If you have used Claude Code or a similar coding agent, you know the feeling of watching the tool calls scroll by and thinking “that was the wrong move.” Now imagine you could intercept that step, rewrite the tool arguments, inject missing context, enforce a permission check, or just log it to a file that your test suite reads tomorrow. That is what owning the loop gives you. Not for coding tasks specifically, but for any task you point an agent at.
How the extension model works
Putting everything in the loop body does not scale. If every agent needs PII redaction, approval gates, tracing, and context compaction, you end up with a 200-line loop body.
The fix is Python’s Protocol pattern (PEP 544). Four structural
interfaces:
class PrePrompt(Protocol):
def pre_prompt(self, state, log, ctx, step): ...
class PreDispatch(Protocol):
def pre_dispatch(self, state, log, tool_call, step): ...
class PostDispatch(Protocol):
def post_dispatch(self, state, log, tool_call, result, step): ...
class CheckDone(Protocol):
def check_done(self, state, log, step): ...

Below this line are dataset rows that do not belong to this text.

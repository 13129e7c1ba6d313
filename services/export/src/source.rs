//! Remote metric and inventory sources.
//!
//! Both sources are page-oriented at the trait boundary; the free functions in
//! this module wrap them into lazy streams with [`paginate`].

use crate::paging::{paginate, Page};
use crate::record::{MetricDescriptor, MetricRecord, TimeInterval};
use async_trait::async_trait;
use futures::stream::BoxStream;
use serde::{Deserialize, Serialize};
use thiserror::Error;

/// Errors returned by a metrics or inventory source
#[derive(Error, Debug)]
pub enum SourceError {
    #[error("HTTP request failed: {0}")]
    Http(#[from] reqwest::Error),

    #[error("{api} returned {status}: {body}")]
    Status {
        api: &'static str,
        status: u16,
        body: String,
    },

    #[error("Invalid credentials: {0}")]
    Credentials(String),
}

/// A project visible to the inventory source
#[derive(Debug, Clone, PartialEq, Serialize, Deserialize)]
#[serde(rename_all = "camelCase")]
pub struct Project {
    /// Display name
    #[serde(default)]
    pub name: String,
    /// Project id used in API paths
    #[serde(default)]
    pub project_id: String,
}

/// Source of metric descriptors and time series
#[async_trait]
pub trait MetricsSource: Send + Sync {
    /// Fetch one page of the project's metric descriptors
    async fn list_metric_descriptors_page(
        &self,
        project: &str,
        page_token: Option<String>,
    ) -> Result<Page<MetricDescriptor>, SourceError>;

    /// Fetch one page of time series for a single metric type
    async fn list_time_series_page(
        &self,
        project: &str,
        metric_type: &str,
        interval: &TimeInterval,
        page_token: Option<String>,
    ) -> Result<Page<MetricRecord>, SourceError>;
}

/// Source of the informational resource inventory
#[async_trait]
pub trait InventorySource: Send + Sync {
    /// Fetch one page of accessible projects
    async fn list_projects_page(
        &self,
        page_token: Option<String>,
    ) -> Result<Page<Project>, SourceError>;

    /// Fetch one page of running compute instances, as opaque JSON descriptors
    async fn list_running_instances_page(
        &self,
        project: &str,
        page_token: Option<String>,
    ) -> Result<Page<serde_json::Value>, SourceError>;
}

/// Lazy sequence of every metric descriptor of a project
pub fn metric_descriptors<'a>(
    source: &'a dyn MetricsSource,
    project: &'a str,
) -> BoxStream<'a, Result<MetricDescriptor, SourceError>> {
    paginate(move |token| source.list_metric_descriptors_page(project, token))
}

/// Lazy sequence of the time series of one metric type within `interval`
pub fn time_series<'a>(
    source: &'a dyn MetricsSource,
    project: &'a str,
    metric_type: &'a str,
    interval: &'a TimeInterval,
) -> BoxStream<'a, Result<MetricRecord, SourceError>> {
    paginate(move |token| source.list_time_series_page(project, metric_type, interval, token))
}

/// Lazy sequence of accessible projects
pub fn projects(source: &dyn InventorySource) -> BoxStream<'_, Result<Project, SourceError>> {
    paginate(move |token| source.list_projects_page(token))
}

/// Lazy sequence of the running instances of a project
pub fn running_instances<'a>(
    source: &'a dyn InventorySource,
    project: &'a str,
) -> BoxStream<'a, Result<serde_json::Value, SourceError>> {
    paginate(move |token| source.list_running_instances_page(project, token))
}
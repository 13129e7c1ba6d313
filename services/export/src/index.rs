//! Cluster → node → file index correlating container and compute metrics.
//!
//! Container records tell us which cluster an instance belongs to; compute
//! records tell us the instance's name and which staged files hold its node
//! metrics. The two families are read in independent passes, in either order,
//! so per-node data is collected in a [`NodeStageList`] and only attached to
//! its cluster by [`IndexBuilder::finish`] once both passes are complete.

use crate::record::{
    MetricKind, MetricRecord, CLUSTER_NAME_LABEL, INSTANCE_ID_LABEL, INSTANCE_NAME_LABEL,
};
use serde::{Deserialize, Serialize};
use std::collections::BTreeMap;
use thiserror::Error;
use tracing::warn;

/// Errors raised while correlating records
#[derive(Error, Debug, PartialEq)]
pub enum IndexError {
    #[error("Unable to find {label} in {kind} metric {metric_type}")]
    MissingLabel {
        label: &'static str,
        kind: MetricKind,
        metric_type: String,
    },

    #[error("Node {instance_id} claims cluster {cluster} which has no container metrics")]
    UnknownCluster {
        cluster: String,
        instance_id: String,
    },
}

/// Everything known about one compute instance
#[derive(Debug, Clone, Default, PartialEq, Serialize, Deserialize)]
#[serde(rename_all = "camelCase")]
pub struct NodeInfo {
    pub instance_name: String,
    pub cluster_name: String,
    /// Staged files holding this node's compute metrics, in processing order
    pub node_files: Vec<String>,
}

/// Files and nodes of one cluster
#[derive(Debug, Clone, Default, PartialEq, Serialize, Deserialize)]
#[serde(rename_all = "camelCase")]
pub struct ClusterMapping {
    pub container_files: Vec<String>,
    /// Keyed by instance id
    pub node_infos: BTreeMap<String, NodeInfo>,
}

/// The persisted index
#[derive(Debug, Clone, Default, PartialEq, Serialize, Deserialize)]
pub struct Index {
    pub clusters: BTreeMap<String, ClusterMapping>,
}

impl Index {
    pub fn to_json(&self) -> serde_json::Result<Vec<u8>> {
        serde_json::to_vec(self)
    }

    /// Look up a node by cluster and instance id
    pub fn node(&self, cluster: &str, instance_id: &str) -> Option<&NodeInfo> {
        self.clusters.get(cluster)?.node_infos.get(instance_id)
    }
}

/// Nodes seen so far, keyed by instance id, not yet attached to a cluster
#[derive(Debug, Clone, Default, PartialEq)]
pub struct NodeStageList {
    pub nodes: BTreeMap<String, NodeInfo>,
}

/// Incrementally builds the [`Index`] from staged records
#[derive(Debug, Default)]
pub struct IndexBuilder {
    index: Index,
    staged: NodeStageList,
}

/// Outcome of the merge step
#[derive(Debug, Clone, PartialEq)]
pub struct FinishedIndex {
    pub index: Index,
    /// Instance ids dropped because no cluster was ever observed for them
    pub unassigned: Vec<String>,
}

impl IndexBuilder {
    pub fn new() -> Self {
        Self::default()
    }

    /// Record that `record` was staged as `file_name`
    pub fn observe(
        &mut self,
        kind: MetricKind,
        record: &MetricRecord,
        file_name: &str,
    ) -> Result<(), IndexError> {
        match kind {
            MetricKind::Container => self.observe_container(record, file_name),
            MetricKind::Compute => self.observe_compute(record, file_name),
        }
    }

    fn observe_container(
        &mut self,
        record: &MetricRecord,
        file_name: &str,
    ) -> Result<(), IndexError> {
        let cluster_name = required(
            record.resource_label(CLUSTER_NAME_LABEL),
            CLUSTER_NAME_LABEL,
            MetricKind::Container,
            record,
        )?;
        let instance_id = required(
            record.resource_label(INSTANCE_ID_LABEL),
            INSTANCE_ID_LABEL,
            MetricKind::Container,
            record,
        )?;

        self.index
            .clusters
            .entry(cluster_name.to_string())
            .or_default()
            .container_files
            .push(file_name.to_string());

        self.staged
            .nodes
            .entry(instance_id.to_string())
            .or_default()
            .cluster_name = cluster_name.to_string();

        Ok(())
    }

    fn observe_compute(
        &mut self,
        record: &MetricRecord,
        file_name: &str,
    ) -> Result<(), IndexError> {
        let instance_name = required(
            record.metric_label(INSTANCE_NAME_LABEL),
            INSTANCE_NAME_LABEL,
            MetricKind::Compute,
            record,
        )?;
        let instance_id = required(
            record.resource_label(INSTANCE_ID_LABEL),
            INSTANCE_ID_LABEL,
            MetricKind::Compute,
            record,
        )?;

        let node = self.staged.nodes.entry(instance_id.to_string()).or_default();
        node.instance_name = instance_name.to_string();
        node.node_files.push(file_name.to_string());

        Ok(())
    }

    /// Nodes collected so far
    pub fn staged_nodes(&self) -> &NodeStageList {
        &self.staged
    }

    /// Attach every staged node to its cluster and return the final index.
    ///
    /// Nodes without a cluster are dropped with a warning. A node naming a
    /// cluster that never appeared in container metrics is an error.
    pub fn finish(self) -> Result<FinishedIndex, IndexError> {
        let IndexBuilder { mut index, staged } = self;
        let mut unassigned = Vec::new();

        for (instance_id, node) in staged.nodes {
            if node.cluster_name.is_empty() {
                warn!(
                    instance_id = %instance_id,
                    instance_name = %node.instance_name,
                    "Node found not belonging to any cluster"
                );
                unassigned.push(instance_id);
                continue;
            }

            let cluster = index.clusters.get_mut(&node.cluster_name).ok_or_else(|| {
                IndexError::UnknownCluster {
                    cluster: node.cluster_name.clone(),
                    instance_id: instance_id.clone(),
                }
            })?;
            cluster.node_infos.insert(instance_id, node);
        }

        Ok(FinishedIndex { index, unassigned })
    }
}

fn required<'r>(
    value: Option<&'r str>,
    label: &'static str,
    kind: MetricKind,
    record: &MetricRecord,
) -> Result<&'r str, IndexError> {
    value.ok_or_else(|| IndexError::MissingLabel {
        label,
        kind,
        metric_type: record.metric.metric_type.clone(),
    })
}
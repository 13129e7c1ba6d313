//! Compress a staged batch directory and upload it as one blob-store object.

use crate::blob_store::{BlobStore, StoreError};
use crate::codec::{ArchiveCodec, CodecError};
use bytes::Bytes;
use std::io;
use std::path::{Path, PathBuf};
use std::sync::Arc;
use std::time::Instant;
use thiserror::Error;
use tracing::{debug, error, info, instrument};

/// Errors from archiving a batch
#[derive(Error, Debug)]
pub enum ArchiveError {
    #[error("Unable to compress staged metrics: {0}")]
    Compress(#[from] CodecError),

    #[error("Compression of {dir} produced zero bytes for object {object}")]
    EmptyArchive { object: String, dir: PathBuf },

    #[error("Unable to upload object {object}: {source}")]
    Upload { object: String, source: StoreError },

    #[error("Object {object} was uploaded but {dir} could not be removed: {source}")]
    Cleanup {
        object: String,
        dir: PathBuf,
        source: io::Error,
    },

    #[error("Compression task failed: {0}")]
    Join(#[from] tokio::task::JoinError),
}

/// Result of a successful archive upload
#[derive(Debug, Clone, PartialEq, Eq)]
pub struct ArchivedObject {
    /// Blob-store object name
    pub name: String,
    /// Compressed size in bytes
    pub compressed_bytes: u64,
}

/// Uploads compressed batch directories to one bucket
#[derive(Clone)]
pub struct Archiver {
    store: Arc<dyn BlobStore>,
    codec: Arc<dyn ArchiveCodec>,
    bucket: String,
}

impl Archiver {
    pub fn new(store: Arc<dyn BlobStore>, codec: Arc<dyn ArchiveCodec>, bucket: impl Into<String>) -> Self {
        Self {
            store,
            codec,
            bucket: bucket.into(),
        }
    }

    /// Compress `dir`, upload it as `object`, then delete `dir`.
    ///
    /// Local files are only removed once the upload has committed; on any
    /// earlier failure they are left in place and nothing is uploaded.
    #[instrument(skip(self, dir), fields(bucket = %self.bucket, dir = %dir.display()))]
    pub async fn archive(&self, dir: &Path, object: &str) -> Result<ArchivedObject, ArchiveError> {
        let started = Instant::now();

        let codec = self.codec.clone();
        let source_dir = dir.to_path_buf();
        let payload = tokio::task::spawn_blocking(move || codec.compress_directory(&source_dir)).await??;

        if payload.is_empty() {
            return Err(ArchiveError::EmptyArchive {
                object: object.to_string(),
                dir: dir.to_path_buf(),
            });
        }

        let compressed_bytes = payload.len() as u64;
        debug!(object = %object, compressed_bytes, "Writing object to storage");

        self.store
            .put_object(&self.bucket, object, Bytes::from(payload))
            .await
            .map_err(|source| ArchiveError::Upload {
                object: object.to_string(),
                source,
            })?;

        metrics::counter!("exporter.objects.uploaded").increment(1);
        metrics::counter!("exporter.bytes.uploaded").increment(compressed_bytes);
        metrics::histogram!("exporter.archive.duration_seconds")
            .record(started.elapsed().as_secs_f64());

        if let Err(source) = tokio::fs::remove_dir_all(dir).await {
            error!(object = %object, error = %source, "Uploaded object but failed to remove staging directory");
            return Err(ArchiveError::Cleanup {
                object: object.to_string(),
                dir: dir.to_path_buf(),
                source,
            });
        }

        info!(object = %object, compressed_bytes, "Archive uploaded");

        Ok(ArchivedObject {
            name: object.to_string(),
            compressed_bytes,
        })
    }
}
//! End-to-end export of one project into one bucket.
//!
//! The run is strictly sequential: create the bucket, discover and classify
//! metric types, stage every container metric and then every compute metric
//! through a single [`IndexBuilder`], upload the merged index, and finally
//! write the running-instance inventory snapshot.

use crate::archiver::Archiver;
use crate::blob_store::{BlobStore, BucketStatus, StoreError};
use crate::codec::ArchiveCodec;
use crate::config::ExportConfig;
use crate::index::{IndexBuilder, IndexError};
use crate::record::{MetricKind, TimeInterval};
use crate::source::{metric_descriptors, running_instances, time_series, InventorySource, MetricsSource, SourceError};
use crate::stager::{BatchStager, StageError};
use bytes::Bytes;
use chrono::Utc;
use futures::TryStreamExt;
use std::sync::Arc;
use thiserror::Error;
use tracing::{debug, info, instrument, warn};

/// Object holding the serialized index
pub const INDEX_OBJECT: &str = "index";
/// Object holding the running-instance inventory snapshot
pub const RUNNING_INSTANCES_OBJECT: &str = "runningInstances";

#[derive(Error, Debug)]
pub enum ExportError {
    #[error("Unable to create bucket {bucket}: {source}")]
    Bucket { bucket: String, source: StoreError },

    #[error("Unable to list metric descriptors: {0}")]
    Discover(SourceError),

    #[error("Unable to export metric {metric}: {source}")]
    Metric { metric: String, source: StageError },

    #[error("Unable to merge index: {0}")]
    Index(#[from] IndexError),

    #[error("Unable to marshal index: {0}")]
    SerializeIndex(serde_json::Error),

    #[error("Unable to upload index: {0}")]
    UploadIndex(StoreError),
}

/// Errors from the inventory snapshot; reported, never fatal to the export
#[derive(Error, Debug)]
pub enum InventoryError {
    #[error("Unable to list running instances: {0}")]
    Source(#[from] SourceError),

    #[error("Unable to marshal running instances: {0}")]
    Serialize(#[from] serde_json::Error),

    #[error("Unable to upload running instances: {0}")]
    Upload(#[from] StoreError),
}

/// What happened to the inventory snapshot
#[derive(Debug, Clone, PartialEq, Eq)]
pub enum InventoryOutcome {
    Written { instances: usize },
    Failed(String),
}

/// Result of exporting one project
#[derive(Debug, Clone)]
pub struct ExportSummary {
    pub bucket: String,
    pub bucket_status: BucketStatus,
    /// Metric types exported, container first
    pub metrics: Vec<String>,
    pub records: u64,
    pub staged_bytes: u64,
    /// Archive objects uploaded, in upload order
    pub objects: Vec<String>,
    /// Nodes left out of the index because no cluster claimed them
    pub unassigned_nodes: Vec<String>,
    pub inventory: InventoryOutcome,
}

/// Destination bucket of a company's project export
pub fn bucket_name(prefix: &str, company: &str, project: &str) -> String {
    format!("{}-{}-{}", prefix, company.to_lowercase(), project)
}

/// Drives the export of a project
pub struct Exporter {
    metrics: Arc<dyn MetricsSource>,
    inventory: Arc<dyn InventorySource>,
    store: Arc<dyn BlobStore>,
    codec: Arc<dyn ArchiveCodec>,
    settings: ExportConfig,
}

impl Exporter {
    pub fn new(
        metrics: Arc<dyn MetricsSource>,
        inventory: Arc<dyn InventorySource>,
        store: Arc<dyn BlobStore>,
        codec: Arc<dyn ArchiveCodec>,
        settings: ExportConfig,
    ) -> Self {
        Self {
            metrics,
            inventory,
            store,
            codec,
            settings,
        }
    }

    #[instrument(skip(self))]
    pub async fn export_project(&self, company: &str, project: &str) -> Result<ExportSummary, ExportError> {
        let bucket = bucket_name(&self.settings.bucket_prefix, company, project);

        let bucket_status = self
            .store
            .create_bucket(&bucket)
            .await
            .map_err(|source| ExportError::Bucket {
                bucket: bucket.clone(),
                source,
            })?;
        match bucket_status {
            BucketStatus::Created => info!(bucket = %bucket, "Bucket created"),
            BucketStatus::AlreadyOwned => info!(bucket = %bucket, "Bucket already exists and is owned by us"),
        }

        let (container, compute) = self.discover(project).await?;
        info!(
            container = container.len(),
            compute = compute.len(),
            "Discovered metric types"
        );

        let interval = TimeInterval::lookback(Utc::now(), self.settings.lookback());
        debug!(interval = %interval, "Query window");

        let archiver = Archiver::new(self.store.clone(), self.codec.clone(), bucket.clone());
        let stager = BatchStager::new(
            archiver,
            &self.settings.staging_dir,
            self.settings.threshold_bytes,
        );

        let mut index = IndexBuilder::new();
        let mut summary = ExportSummary {
            bucket: bucket.clone(),
            bucket_status,
            metrics: Vec::new(),
            records: 0,
            staged_bytes: 0,
            objects: Vec::new(),
            unassigned_nodes: Vec::new(),
            inventory: InventoryOutcome::Written { instances: 0 },
        };

        for (kind, metric_types) in [(MetricKind::Container, container), (MetricKind::Compute, compute)] {
            for metric_type in metric_types {
                let records = time_series(self.metrics.as_ref(), project, &metric_type, &interval);
                let staged = stager
                    .stage_metric(kind, &metric_type, records, &mut index)
                    .await
                    .map_err(|source| ExportError::Metric {
                        metric: metric_type.clone(),
                        source,
                    })?;

                summary.records += staged.records;
                summary.staged_bytes += staged.staged_bytes;
                summary
                    .objects
                    .extend(staged.objects.into_iter().map(|object| object.name));
                summary.metrics.push(metric_type);
            }
        }

        let finished = index.finish()?;
        let body = finished
            .index
            .to_json()
            .map_err(ExportError::SerializeIndex)?;
        self.store
            .put_object(&bucket, INDEX_OBJECT, Bytes::from(body))
            .await
            .map_err(ExportError::UploadIndex)?;
        info!(
            clusters = finished.index.clusters.len(),
            unassigned = finished.unassigned.len(),
            "Index uploaded"
        );
        summary.unassigned_nodes = finished.unassigned;

        summary.inventory = match self.write_inventory(&bucket, project).await {
            Ok(instances) => InventoryOutcome::Written { instances },
            Err(e) => {
                warn!(bucket = %bucket, error = %e, "Unable to write running instances");
                InventoryOutcome::Failed(e.to_string())
            }
        };

        info!(
            bucket = %bucket,
            records = summary.records,
            objects = summary.objects.len(),
            "Export complete"
        );

        Ok(summary)
    }

    /// Metric types of the project, split into container and compute families
    async fn discover(&self, project: &str) -> Result<(Vec<String>, Vec<String>), ExportError> {
        let mut container = Vec::new();
        let mut compute = Vec::new();

        let mut descriptors = metric_descriptors(self.metrics.as_ref(), project);
        while let Some(descriptor) = descriptors.try_next().await.map_err(ExportError::Discover)? {
            match MetricKind::classify(&descriptor.metric_type) {
                Some(MetricKind::Container) => container.push(descriptor.metric_type),
                Some(MetricKind::Compute) => compute.push(descriptor.metric_type),
                None => debug!(metric = %descriptor.metric_type, "Ignoring metric type"),
            }
        }

        Ok((container, compute))
    }

    async fn write_inventory(&self, bucket: &str, project: &str) -> Result<usize, InventoryError> {
        let instances: Vec<serde_json::Value> = running_instances(self.inventory.as_ref(), project)
            .try_collect()
            .await?;
        let body = serde_json::to_vec(&instances)?;
        self.store
            .put_object(bucket, RUNNING_INSTANCES_OBJECT, Bytes::from(body))
            .await?;

        debug!(instances = instances.len(), "Running instances written");
        Ok(instances.len())
    }
}
use anyhow::{Context, Result};
use clap::{Parser, Subcommand};
use serde::Serialize;
use sheetlink_core::{build_tag_index, LabelEntry, Orientation, ViewerSession};
use sheetlink_render::{FragmentSource, LopdfSource};
use std::ffi::OsString;
use std::path::{Path, PathBuf};

#[derive(Debug, Parser)]
#[command(name = "sheetlink")]
#[command(about = "Cross-reference link engine for construction-plan PDFs")]
pub struct Cli {
    #[command(subcommand)]
    command: Commands,
}

#[derive(Debug, Subcommand)]
enum Commands {
    /// Print machine-readable PDF metadata.
    Info {
        #[arg(value_name = "FILE")]
        file: PathBuf,
    },
    /// Infer the sheet label of every page.
    Labels {
        #[arg(value_name = "FILE")]
        file: PathBuf,
    },
    /// Detect cross-references on one page and resolve their targets.
    Refs {
        #[arg(value_name = "FILE")]
        file: PathBuf,
        #[arg(long, default_value_t = 1)]
        page: u32,
        #[arg(long, default_value_t = 1.0)]
        scale: f32,
    },
    /// Resolve a sheet tag to its page number.
    Resolve {
        #[arg(value_name = "FILE")]
        file: PathBuf,
        #[arg(value_name = "TAG")]
        tag: String,
    },
    /// Build a tag index JSON for a sheet set.
    Index {
        #[arg(value_name = "FILE")]
        file: PathBuf,
        #[arg(long, short, default_value = "index.json")]
        output: PathBuf,
    },
    /// Print CLI version.
    Version,
}

#[derive(Debug, Serialize)]
struct InfoOutput {
    path: String,
    page_count: u32,
    first_page_size_pt: Option<PageSizeOutput>,
}

#[derive(Debug, Serialize)]
struct PageSizeOutput {
    width: f32,
    height: f32,
}

#[derive(Debug, Serialize)]
struct PageLabelOutput {
    page: u32,
    label: Option<String>,
}

#[derive(Debug, Serialize)]
struct RefsOutput {
    page: u32,
    scale: f32,
    references: Vec<ReferenceOutput>,
}

#[derive(Debug, Serialize)]
struct ReferenceOutput {
    raw_text: String,
    tag: String,
    target_page: Option<u32>,
    orientation: &'static str,
    bbox: BBoxOutput,
}

#[derive(Debug, Serialize)]
struct BBoxOutput {
    left: f32,
    top: f32,
    width: f32,
    height: f32,
}

#[derive(Debug, Serialize)]
struct ResolveOutput {
    tag: String,
    page: Option<u32>,
}

pub fn run<I, T>(args: I) -> Result<()>
where
    I: IntoIterator<Item = T>,
    T: Into<OsString> + Clone,
{
    let cli = Cli::parse_from(args);

    match cli.command {
        Commands::Info { file } => run_info(&file),
        Commands::Labels { file } => run_labels(&file),
        Commands::Refs { file, page, scale } => run_refs(&file, page, scale),
        Commands::Resolve { file, tag } => run_resolve(&file, &tag),
        Commands::Index { file, output } => run_index(&file, &output),
        Commands::Version => {
            println!("{}", env!("CARGO_PKG_VERSION"));
            Ok(())
        }
    }
}

fn run_info(file: &Path) -> Result<()> {
    let source = open_source(file)?;

    let page_count = source.page_count();
    let first_page_size_pt = if page_count > 0 {
        let size = source.page_size(1)?;
        Some(PageSizeOutput { width: size.width_pt, height: size.height_pt })
    } else {
        None
    };

    let payload = InfoOutput { path: file.display().to_string(), page_count, first_page_size_pt };
    print_json(&payload)
}

fn run_labels(file: &Path) -> Result<()> {
    let source = open_source(file)?;
    let session = populated_session(&source);

    let labels: Vec<PageLabelOutput> = (1..=source.page_count())
        .map(|page| PageLabelOutput {
            page,
            label: match session.registry().get(page) {
                Some(LabelEntry::Label(label)) => Some(label.clone()),
                _ => None,
            },
        })
        .collect();

    print_json(&labels)
}

fn run_refs(file: &Path, page: u32, scale: f32) -> Result<()> {
    let source = open_source(file)?;

    if page == 0 || page > source.page_count() {
        anyhow::bail!("page {page} out of range (document has {} pages)", source.page_count());
    }

    let session = populated_session(&source);

    let page_size = source.page_size(page)?;
    let fragments = source.text_fragments(page).context("failed to extract page text")?;

    // Unresolvable candidates are reported with a null target; the viewer
    // renders those inert.
    let viewport = sheetlink_render::Viewport::new(page_size, scale);
    let references: Vec<ReferenceOutput> = sheetlink_core::detect_references(&fragments, &viewport)
        .iter()
        .map(|candidate| {
            let target = sheetlink_core::resolve(session.registry(), &candidate.embedded_tag);
            reference_output(candidate, target.page())
        })
        .collect();

    print_json(&RefsOutput { page, scale, references })
}

fn reference_output(
    candidate: &sheetlink_core::ReferenceCandidate,
    target_page: Option<u32>,
) -> ReferenceOutput {
    ReferenceOutput {
        raw_text: candidate.raw_text.clone(),
        tag: candidate.embedded_tag.clone(),
        target_page,
        orientation: match candidate.orientation {
            Orientation::Horizontal => "horizontal",
            Orientation::Vertical => "vertical",
        },
        bbox: BBoxOutput {
            left: candidate.bounding_box.left,
            top: candidate.bounding_box.top,
            width: candidate.bounding_box.width,
            height: candidate.bounding_box.height,
        },
    }
}

fn run_resolve(file: &Path, tag: &str) -> Result<()> {
    let source = open_source(file)?;
    let session = populated_session(&source);

    let tag = tag.to_uppercase();
    let page = sheetlink_core::resolve(session.registry(), &tag).page();
    print_json(&ResolveOutput { tag, page })
}

fn run_index(file: &Path, output: &Path) -> Result<()> {
    let source = open_source(file)?;

    let pdf_file = file
        .file_name()
        .map(|name| name.to_string_lossy().into_owned())
        .unwrap_or_else(|| file.display().to_string());

    let index = build_tag_index(&source, &pdf_file).context("failed to build tag index")?;
    index.save(output).context("failed to write tag index")?;

    println!(
        "Found {} unique tags with {} total occurrences",
        index.total_tags,
        index.total_occurrences()
    );
    println!("Index saved to: {}", output.display());
    Ok(())
}

fn open_source(file: &Path) -> Result<LopdfSource> {
    ensure_pdf_exists(file)?;
    LopdfSource::open(file).context("failed to open PDF")
}

fn populated_session(source: &LopdfSource) -> ViewerSession {
    let mut session = ViewerSession::new(source.page_count());
    session.populate_labels(source);
    session
}

fn ensure_pdf_exists(file: &Path) -> Result<()> {
    if !file.exists() {
        anyhow::bail!("file does not exist: {}", file.display());
    }
    Ok(())
}

fn print_json<T: Serialize>(payload: &T) -> Result<()> {
    let json = serde_json::to_string_pretty(payload)?;
    println!("{json}");
    Ok(())
}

A hook is any object that implements one or more of these methods. No base class, no inheritance, no registration:
class RedactPII:
def pre_prompt(self, state, log, ctx, step):
return scrub_emails(ctx)
class ApprovalGate:
def pre_dispatch(self, state, log, tc, step):
if tc.tool in SENSITIVE_TOOLS:
return Deny("needs human approval")
for step in composable_loop(..., hooks=[RedactPII(), ApprovalGate()]):
print(step.pretty())
Hooks compose by stacking in a list. The loop calls them in order.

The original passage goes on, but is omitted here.